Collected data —
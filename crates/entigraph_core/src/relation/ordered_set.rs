//! Insertion-ordered, deduplicated id set.

use std::collections::HashSet;
use std::fmt;

use crate::entity::EntityId;

/// Ordered set of entity ids.
///
/// Iteration follows first insertion; inserting a present id is a no-op.
#[derive(Clone, Default)]
pub struct OrderedIdSet {
    items: Vec<EntityId>,
    members: HashSet<EntityId>,
}

impl OrderedIdSet {
    /// Creates an empty set.
    #[must_use]
    pub fn new() -> Self {
        Self::default()
    }

    /// Appends an id if absent. Returns true if it was added.
    pub fn insert(&mut self, id: EntityId) -> bool {
        if self.members.contains(&id) {
            return false;
        }
        self.members.insert(id.clone());
        self.items.push(id);
        true
    }

    /// Removes an id. Returns true if it was present.
    pub fn remove(&mut self, id: &EntityId) -> bool {
        if !self.members.remove(id) {
            return false;
        }
        self.items.retain(|item| item != id);
        true
    }

    /// Returns true if the id is present.
    #[must_use]
    pub fn contains(&self, id: &EntityId) -> bool {
        self.members.contains(id)
    }

    /// Number of ids.
    #[must_use]
    pub fn len(&self) -> usize {
        self.items.len()
    }

    /// Returns true if empty.
    #[must_use]
    pub fn is_empty(&self) -> bool {
        self.items.is_empty()
    }

    /// Iterates in insertion order.
    pub fn iter(&self) -> std::slice::Iter<'_, EntityId> {
        self.items.iter()
    }

    /// First id, if any.
    #[must_use]
    pub fn first(&self) -> Option<&EntityId> {
        self.items.first()
    }

    /// The ids as a slice, in insertion order.
    #[must_use]
    pub fn as_slice(&self) -> &[EntityId] {
        &self.items
    }

    /// Copies the ids into a vector.
    #[must_use]
    pub fn to_vec(&self) -> Vec<EntityId> {
        self.items.clone()
    }
}

impl PartialEq for OrderedIdSet {
    fn eq(&self, other: &Self) -> bool {
        self.items == other.items
    }
}

impl Eq for OrderedIdSet {}

impl fmt::Debug for OrderedIdSet {
    fn fmt(&self, f: &mut fmt::Formatter<'_>) -> fmt::Result {
        f.debug_list().entries(self.items.iter()).finish()
    }
}

impl FromIterator<EntityId> for OrderedIdSet {
    fn from_iter<I: IntoIterator<Item = EntityId>>(iter: I) -> Self {
        let mut set = Self::new();
        for id in iter {
            set.insert(id);
        }
        set
    }
}

impl Extend<EntityId> for OrderedIdSet {
    fn extend<I: IntoIterator<Item = EntityId>>(&mut self, iter: I) {
        for id in iter {
            self.insert(id);
        }
    }
}

impl<'a> IntoIterator for &'a OrderedIdSet {
    type Item = &'a EntityId;
    type IntoIter = std::slice::Iter<'a, EntityId>;

    fn into_iter(self) -> Self::IntoIter {
        self.items.iter()
    }
}

#[cfg(test)]
mod tests {
    use super::*;

    fn ids(set: &OrderedIdSet) -> Vec<&str> {
        set.iter().map(EntityId::as_str).collect()
    }

    #[test]
    fn preserves_order_and_dedupes() {
        let set: OrderedIdSet = ["b", "a", "b", "c"].into_iter().map(EntityId::from).collect();
        assert_eq!(ids(&set), vec!["b", "a", "c"]);
        assert_eq!(set.len(), 3);
    }

    #[test]
    fn remove_keeps_order() {
        let mut set: OrderedIdSet = ["a", "b", "c"].into_iter().map(EntityId::from).collect();
        assert!(set.remove(&EntityId::from("b")));
        assert!(!set.remove(&EntityId::from("b")));
        assert_eq!(ids(&set), vec!["a", "c"]);

        set.insert(EntityId::from("b"));
        assert_eq!(ids(&set), vec!["a", "c", "b"]);
    }

    #[test]
    fn equality_is_order_sensitive() {
        let ab: OrderedIdSet = ["a", "b"].into_iter().map(EntityId::from).collect();
        let ba: OrderedIdSet = ["b", "a"].into_iter().map(EntityId::from).collect();
        assert_ne!(ab, ba);
    }
}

Problem description — Would you please write out the entries again exactly?

Answer —
filename crates/entigraph_core/src/relation/ordered_set.rs
//! Insertion-ordered, deduplicated id set.

use std::collections::HashSet;
use std::fmt;

use crate::entity::EntityId;

/// Ordered set of entity ids.
///
/// Iteration follows first insertion; inserting a present id is a no-op.
#[derive(Clone, Default)]
pub struct OrderedIdSet {
    items: Vec<EntityId>,
    members: HashSet<EntityId>,
}

impl OrderedIdSet {
    /// Creates an empty set.
    #[must_use]
    pub fn new() -> Self {
        Self::default()
    }

    /// Appends an id if absent. Returns true if it was added.
    pub fn insert(&mut self, id: EntityId) -> bool {
        if self.members.contains(&id) {
            return false;
        }
        self.members.insert(id.clone());
        self.items.push(id);
        true
    }

    /// Removes an id. Returns true if it was present.
    pub fn remove(&mut self, id: &EntityId) -> bool {
        if !self.members.remove(id) {
            return false;
        }
        self.items.retain(|item| item != id);
        true
    }

    /// Returns true if the id is present.
    #[must_use]
    pub fn contains(&self, id: &EntityId) -> bool {
        self.members.contains(id)
    }

    /// Number of ids.
    #[must_use]
    pub fn len(&self) -> usize {
        self.items.len()
    }

    /// Returns true if empty.
    #[must_use]
    pub fn is_empty(&self) -> bool {
        self.items.is_empty()
    }

    /// Iterates in insertion order.
    pub fn iter(&self) -> std::slice::Iter<'_, EntityId> {
        self.items.iter()
    }

    /// First id, if any.
    #[must_use]
    pub fn first(&self) -> Option<&EntityId> {
        self.items.first()
    }

    /// The ids as a slice, in insertion order.
    #[must_use]
    pub fn as_slice(&self) -> &[EntityId] {
        &self.items
    }

    /// Copies the ids into a vector.
    #[must_use]
    pub fn to_vec(&self) -> Vec<EntityId> {
        self.items.clone()
    }
}

impl PartialEq for OrderedIdSet {
    fn eq(&self, other: &Self) -> bool {
        self.items == other.items
    }
}

impl Eq for OrderedIdSet {}

impl fmt::Debug for OrderedIdSet {
    fn fmt(&self, f: &mut fmt::Formatter<'_>) -> fmt::Result {
        f.debug_list().entries(self.items.iter()).finish()
    }
}

impl FromIterator<EntityId> for OrderedIdSet {
    fn from_iter<I: IntoIterator<Item = EntityId>>(iter: I) -> Self {
        let mut set = Self::new();
        for id in iter {
            set.insert(id);
        }
        set
    }
}

impl Extend<EntityId> for OrderedIdSet {
    fn extend<I: IntoIterator<Item = EntityId>>(&mut self, iter: I) {
        for id in iter {
            self.insert(id);
        }
    }
}

impl<'a> IntoIterator for &'a OrderedIdSet {
    type Item = &'a EntityId;
    type IntoIter = std::slice::Iter<'a, EntityId>;

    fn into_iter(self) -> Self::IntoIter {
        self.items.iter()
    }
}

#[cfg(test)]
mod tests {
    use super::*;

    fn ids(set: &OrderedIdSet) -> Vec<&str> {
        set.iter().map(EntityId::as_str).collect()
    }

    #[test]
    fn preserves_order_and_dedupes() {
        let set: OrderedIdSet = ["b", "a", "b", "c"].into_iter().map(EntityId::from).collect();
        assert_eq!(ids(&set), vec!["b", "a", "c"]);
        assert_eq!(set.len(), 3);
    }

    #[test]
    fn remove_keeps_order() {
        let mut set: OrderedIdSet = ["a", "b", "c"].into_iter().map(EntityId::from).collect();
        assert!(set.remove(&EntityId::from("b")));
        assert!(!set.remove(&EntityId::from("b")));
        assert_eq!(ids(&set), vec!["a", "c"]);

        set.insert(EntityId::from("b"));
        assert_eq!(ids(&set), vec!["a", "c", "b"]);
    }

    #[test]
    fn equality_is_order_sensitive() {
        let ab: OrderedIdSet = ["a", "b"].into_iter().map(EntityId::from).collect();
        let ba: OrderedIdSet = ["b", "a"].into_iter().map(EntityId::from).collect();
        assert_ne!(ab, ba);
    }
}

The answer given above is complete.